# blackworms?



## Stephmkt (Feb 18, 2010)

I just got a baby peacock eel and I heard they like blackworms but I can only find places that sell them in bulk and thats not what I want...so I was wondering if anyone on here sold them or new where to buy them im looking to buy some for $10-15.

any other tips for caring for eels is always nice too

Thanks


----------



## Nymsley (Mar 24, 2009)

Blackworms are hard to find locally. Only only LFS here carries them and they sell it one portion per dollar (which lasts weeks for me). 

Where do you live?

(Thought I should add that it lasts weeks as it get fed with other foods.)


----------



## Stephmkt (Feb 18, 2010)

Nymsley said:


> Blackworms are hard to find locally. Only only LFS here carries them and they sell it one portion per dollar (which lasts weeks for me).
> 
> Where do you live?
> 
> (Thought I should add that it lasts weeks as it get fed with other foods.)


I live in PA close to maryland border do you know of anywhere online to buy them or any other live worm my eel would eat because i just got him 2 days ago and i only have flakes,shimp pellets,and alge waffer....and i havent seen him eat yet


----------



## CaliLifeStyle (Feb 21, 2010)

Stephmkt said:


> I live in PA close to maryland border do you know of anywhere online to buy them or any other live worm my eel would eat because i just got him 2 days ago and i only have flakes,shimp pellets,and alge waffer....and i havent seen him eat yet


You could always try blood worms.


----------



## Stephmkt (Feb 18, 2010)

CaliLifeStyle said:


> You could always try blood worms.


thanks and since i couldnt find any blackworms i did buy some frozen blood worms just got them today hopefull he will eat them


----------



## Izzy (Jun 4, 2006)

check out http://shop.easternaquatics.com/ he may be close.


----------



## Burks (May 25, 2006)

Has anyone ever successfully raised blackworms? It'd be nice to keep a constant supply around. Nearest place to me is 1.5 hours away.


----------



## Franzi (Dec 7, 2009)

If you get your hands on some blackworms, make sure to rinse them thoroughly before feeding and replace the water regularly. A lot of times, fish shops keep them packaged in stale water and well...blackworms aren't the cleanest critters. 

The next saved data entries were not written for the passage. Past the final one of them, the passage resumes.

#![deny(
    missing_docs,
    unreachable_pub,
    missing_debug_implementations,
    missing_copy_implementations,
    trivial_casts,
    trivial_numeric_casts,
    unsafe_code,
    unused_import_braces,
    unused_qualifications
)]

//! `ising-sweep` simulates the 2D Ising spin model with Metropolis Monte
//! Carlo sampling, sweeping a temperature range and accumulating energy and
//! magnetization observables at every point.
//!
//! The sweep over the temperature axis can be partitioned across independent
//! workers (the `parallel` feature, on by default): each worker owns a
//! contiguous sub-range, a private lattice, and a private random stream, and
//! the results are gathered only once every worker has finished.
//!
//! # Sequential sweep example
//! ```
//! use ising_sweep::config::SweepConfig;
//! use ising_sweep::driver::SweepDriver;
//! use rand::prelude::*;
//!
//! let config = SweepConfig {
//!     dim: 8,
//!     t_min: 1.0,
//!     t_max: 2.5,
//!     temperature_steps: 4,
//!     total_sweeps: 200,
//!     thermalization: 50,
//!     ..Default::default()
//! };
//! let rng = SmallRng::seed_from_u64(1234);
//! let mut driver = SweepDriver::new(config, rng).unwrap();
//!
//! let samples = driver.run().unwrap();
//! assert_eq!(samples.len(), 4);
//! ```

/// Boltzmann-factor lookup and the Metropolis acceptance rule.
pub mod acceptance;
/// Launch inputs and fail-fast validation.
pub mod config;
/// The sequential temperature-sweep driver.
pub mod driver;
/// The Metropolis sweep engine and its phase machine.
pub mod engine;
/// The crate-wide error type.
pub mod errors;
/// The periodic 2D spin grid.
pub mod lattice;
/// Per-temperature observable accumulation.
pub mod observables;
/// Per-worker result flushing.
pub mod output;
/// An in-process worker pool for partitioned sweeps.
#[cfg(feature = "parallel")]
pub mod parallel;
/// Partitioning of the temperature axis across workers.
pub mod partition;
use rand::Rng;
use std::fmt::{Debug, Error, Formatter};

/// A square 2D grid of ±1 spins with periodic boundaries.
///
/// Row and column indices are signed and normalized into `[0, dim)` before
/// every access, so any `isize` pair names a valid site.
pub struct SpinLattice {
    dim: usize,
    spins: Vec<i8>,
}

impl Debug for SpinLattice {
    fn fmt(&self, f: &mut Formatter<'_>) -> Result<(), Error> {
        for row in self.spins.chunks(self.dim) {
            let s = row
                .iter()
                .map(|v| if *v == 1 { "+" } else { "-" })
                .collect::<Vec<_>>()
                .join("");
            writeln!(f, "{}", s)?;
        }
        Ok(())
    }
}

impl SpinLattice {
    /// Make a `dim x dim` lattice with every site drawn iid from `rng`.
    pub fn random<R: Rng>(dim: usize, rng: &mut R) -> Self {
        assert!(dim > 0, "lattice dimension must be positive");
        let mut lattice = Self {
            dim,
            spins: vec![1; dim * dim],
        };
        lattice.randomize(rng);
        lattice
    }

    /// Make a `dim x dim` lattice with every site set to +1.
    pub fn ordered(dim: usize) -> Self {
        assert!(dim > 0, "lattice dimension must be positive");
        Self {
            dim,
            spins: vec![1; dim * dim],
        }
    }

    /// Redraw every site from `rng`, keeping the dimension.
    pub fn randomize<R: Rng>(&mut self, rng: &mut R) {
        self.spins
            .iter_mut()
            .for_each(|s| *s = if rng.gen() { 1 } else { -1 });
    }

    /// Reset every site to +1 in place.
    pub fn ordered_spin(&mut self) {
        self.spins.iter_mut().for_each(|s| *s = 1);
    }

    /// Reallocate to a `dim x dim` grid, discarding prior contents.
    pub fn new_dim<R: Rng>(&mut self, dim: usize, rng: &mut R) {
        assert!(dim > 0, "lattice dimension must be positive");
        self.dim = dim;
        self.spins = vec![1; dim * dim];
        self.randomize(rng);
    }

    /// Side length of the grid.
    pub fn dim(&self) -> usize {
        self.dim
    }

    /// Number of sites, `dim * dim`.
    pub fn sites(&self) -> usize {
        self.dim * self.dim
    }

    fn wrap(&self, idx: isize) -> usize {
        idx.rem_euclid(self.dim as isize) as usize
    }

    fn offset(&self, row: isize, col: isize) -> usize {
        self.wrap(row) * self.dim + self.wrap(col)
    }

    /// Read the spin at `(row, col)`, wrapping both indices.
    pub fn get(&self, row: isize, col: isize) -> i8 {
        self.spins[self.offset(row, col)]
    }

    /// Overwrite the spin at `(row, col)` with ±1, wrapping both indices.
    pub fn set(&mut self, row: isize, col: isize, value: i8) {
        assert!(value == 1 || value == -1, "spin value must be +1 or -1");
        let offset = self.offset(row, col);
        self.spins[offset] = value;
    }

    /// Negate the spin at `(row, col)` and return its new value.
    pub fn flip(&mut self, row: isize, col: isize) -> i8 {
        let offset = self.offset(row, col);
        self.spins[offset] = -self.spins[offset];
        self.spins[offset]
    }

    /// Sum of the four periodic neighbors of `(row, col)`.
    pub fn neighbor_sum(&self, row: isize, col: isize) -> i32 {
        self.get(row - 1, col) as i32
            + self.get(row + 1, col) as i32
            + self.get(row, col - 1) as i32
            + self.get(row, col + 1) as i32
    }

    /// Total energy `-J * sum over bonds of s_a * s_b`, each bond counted once.
    ///
    /// One full scan, used to seed the engine's running total when a lattice
    /// enters a new temperature. Never called inside the sweep loop.
    pub fn total_energy(&self, coupling: f64) -> f64 {
        let mut bond_sum = 0i64;
        for row in 0..self.dim as isize {
            for col in 0..self.dim as isize {
                let s = self.get(row, col) as i64;
                let right = self.get(row, col + 1) as i64;
                let down = self.get(row + 1, col) as i64;
                bond_sum += s * (right + down);
            }
        }
        -coupling * bond_sum as f64
    }

    /// Total magnetization `sum of s` over all sites.
    pub fn total_magnetization(&self) -> i64 {
        self.spins.iter().map(|s| *s as i64).sum()
    }
}
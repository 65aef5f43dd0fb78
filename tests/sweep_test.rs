use ising_sweep::config::SweepConfig;
use ising_sweep::driver::SweepDriver;
use ising_sweep::errors::SweepError;
use ising_sweep::output::write_samples;
use rand::prelude::SmallRng;
use rand::SeedableRng;

fn small_config() -> SweepConfig {
    SweepConfig {
        dim: 4,
        t_min: 0.8,
        t_max: 1.6,
        temperature_steps: 5,
        total_sweeps: 60,
        thermalization: 20,
        sampling_stride: 4,
        ..Default::default()
    }
}

#[test]
fn one_record_per_temperature_in_increasing_order() {
    let config = small_config();
    let rng = SmallRng::seed_from_u64(2024);
    let mut driver = SweepDriver::new(config, rng).unwrap();
    let samples = driver.run().unwrap();

    assert_eq!(samples.len(), 5);
    let temps: Vec<f64> = samples.iter().map(|s| s.temperature).collect();
    assert_eq!(temps, config.temperatures());

    // (60 - 20) sampling sweeps at stride 4.
    for sample in &samples {
        assert_eq!(sample.samples, 10);
        assert!(sample.mean_energy.is_finite());
        assert!(sample.mean_energy.abs() <= 32.0);
        assert!(sample.mean_energy_sq <= 1024.0);
        assert!(sample.mean_magnetization.abs() <= 16.0);
        assert!(sample.mean_magnetization_abs <= 16.0);
        assert!(sample.mean_magnetization_sq <= 256.0);
    }
}

#[test]
fn rerandomizing_between_temperatures_also_covers_the_grid() {
    let config = SweepConfig {
        carry_lattice: false,
        ..small_config()
    };
    let rng = SmallRng::seed_from_u64(55);
    let mut driver = SweepDriver::new(config, rng).unwrap();
    let samples = driver.run().unwrap();
    assert_eq!(samples.len(), 5);
    let temps: Vec<f64> = samples.iter().map(|s| s.temperature).collect();
    assert_eq!(temps, config.temperatures());
}

#[test]
fn invalid_configs_fail_before_any_work() {
    let rng = SmallRng::seed_from_u64(1);
    let config = SweepConfig {
        dim: 0,
        ..Default::default()
    };
    assert!(matches!(
        SweepDriver::new(config, rng),
        Err(SweepError::Config(_))
    ));
}

#[test]
fn explicit_temperature_lists_must_be_strictly_increasing() {
    let config = small_config();
    let unsorted = vec![1.2, 0.9];
    assert!(SweepDriver::over_temperatures(config, unsorted, SmallRng::seed_from_u64(2)).is_err());
    let duplicated = vec![1.0, 1.0];
    assert!(
        SweepDriver::over_temperatures(config, duplicated, SmallRng::seed_from_u64(3)).is_err()
    );
    let empty = Vec::new();
    assert!(SweepDriver::over_temperatures(config, empty, SmallRng::seed_from_u64(4)).is_err());
}

#[test]
fn flushed_records_are_one_header_and_one_row_per_temperature() {
    let config = small_config();
    let rng = SmallRng::seed_from_u64(99);
    let mut driver = SweepDriver::new(config, rng).unwrap();
    let samples = driver.run().unwrap();

    let mut buffer = Vec::new();
    write_samples(&mut buffer, &samples).unwrap();
    let text = String::from_utf8(buffer).unwrap();
    let lines: Vec<&str> = text.lines().collect();
    assert_eq!(lines.len(), 6);
    assert!(lines[0].starts_with("temperature\tmean_energy"));
    assert!(lines[1].starts_with("0.8\t"));
}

I learned the hard way by feeding dirty worms to my fish, then I had to spend more money on medication to rid them of parasites.

Fish (and I'm sure eels too) sure love them though!!!


----------



## Cliff Mayes (Jan 29, 2007)

Keeping them clean is good advice. A daily rinse is good to help keep the worms alive and healthy. I do not know about the worms carrying disease. Keep the worms in a open, double container with just enough water to cover them. The small, blue, fine screen bottom of the inner container works well as far as keeping them in the fridge goes. The worms want to crawl up the sides but do not seem to make it. I am not sure of the manufacturer or correct name because I bought it at an auction.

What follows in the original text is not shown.